Published 11:21 pm Wednesday, November 11, 2015

The time for waffling on expanding Medicaid for the hundreds of thousands of Alabama residents who lack health insurance is over.
Gov. Robert Bentley, a physician who should understand the importance of making health care available to lower-income Alabamians, has been moving at a glacial pace toward accepting federal Medicaid expansion dollars through the Affordable Care Act.
Last month he took another baby step forward, saying, though he opposed the ACA, it’s time to move past that and “take the resources we have available,” to improve quality of life for the people of Alabama.
That seemed like a breakthrough, but Bentley then hedged his bets, saying while his administration is looking at a potential Medicaid expansion, “we are not at that stage right now.”
Alabama politicians who get state-subsidized health care may not be at that stage, but ordinary folks suffering because of lack of health care certainly are.
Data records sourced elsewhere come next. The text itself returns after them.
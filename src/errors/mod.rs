//! Centralized error handling for the EPG aggregator
//!
//! Per-unit fetch and parse failures are never fatal to a dispatch call:
//! handlers log them and keep going, so the error types here exist to carry
//! *why* a unit failed between the transport/parse layers and the handler
//! that swallows the failure.

pub mod types;

pub use types::*;

/// Convenience type alias for Results using AppError
pub type AppResult<T> = Result<T, AppError>;

/// Convenience type alias for Source Results
pub type SourceResult<T> = Result<T, SourceError>;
About 139,000 are stuck in a health insurance coverage gap because of the state’s failure to implement the Medicaid expansion, according to a new study from the Kaiser Family Foundation.
They’re mostly working Alabamians who don’t earn enough to qualify for ACA insurance subsidies, but make too much to get Medicaid under the state’s miserly income limit restrictions.
Bentley must take a stand in favor of the Medicaid expansion because convincing the ideologically rigid Legislature to implement such a plan will be a monumental task.
It’s true expansion would cost the Legislature more in the short run. Currently the federal government picks up the expansion tab. In 2017 states will be required to contribute a small percentage of the costs, but never more than 10 percent.
Countering that expense, however, would be the undeniable humanitarian and economic benefits from the expansion. They include a healthier, more productive workforce, job growth in health care fields, and aid to Alabama’s imperiled rural hospital network, now flailing to cover the costs of treating the uninsured.
The Kaiser study also showed that states like Alabama that refused to expand Medicaid took a sucker punch. Their Medicaid costs in 2015 increased at a rate that’s twice as high as that for states that opted for expansion – 6.9 percent as opposed to 3.4 percent.
Other red states have seen the light and moved to provide more of their residents with urgently needed health care.
Stop waiting, Governor. Find the courage of your conscience and convictions, advocate strongly to expand Medicaid and give Alabama’s working poor hope of healthier lives.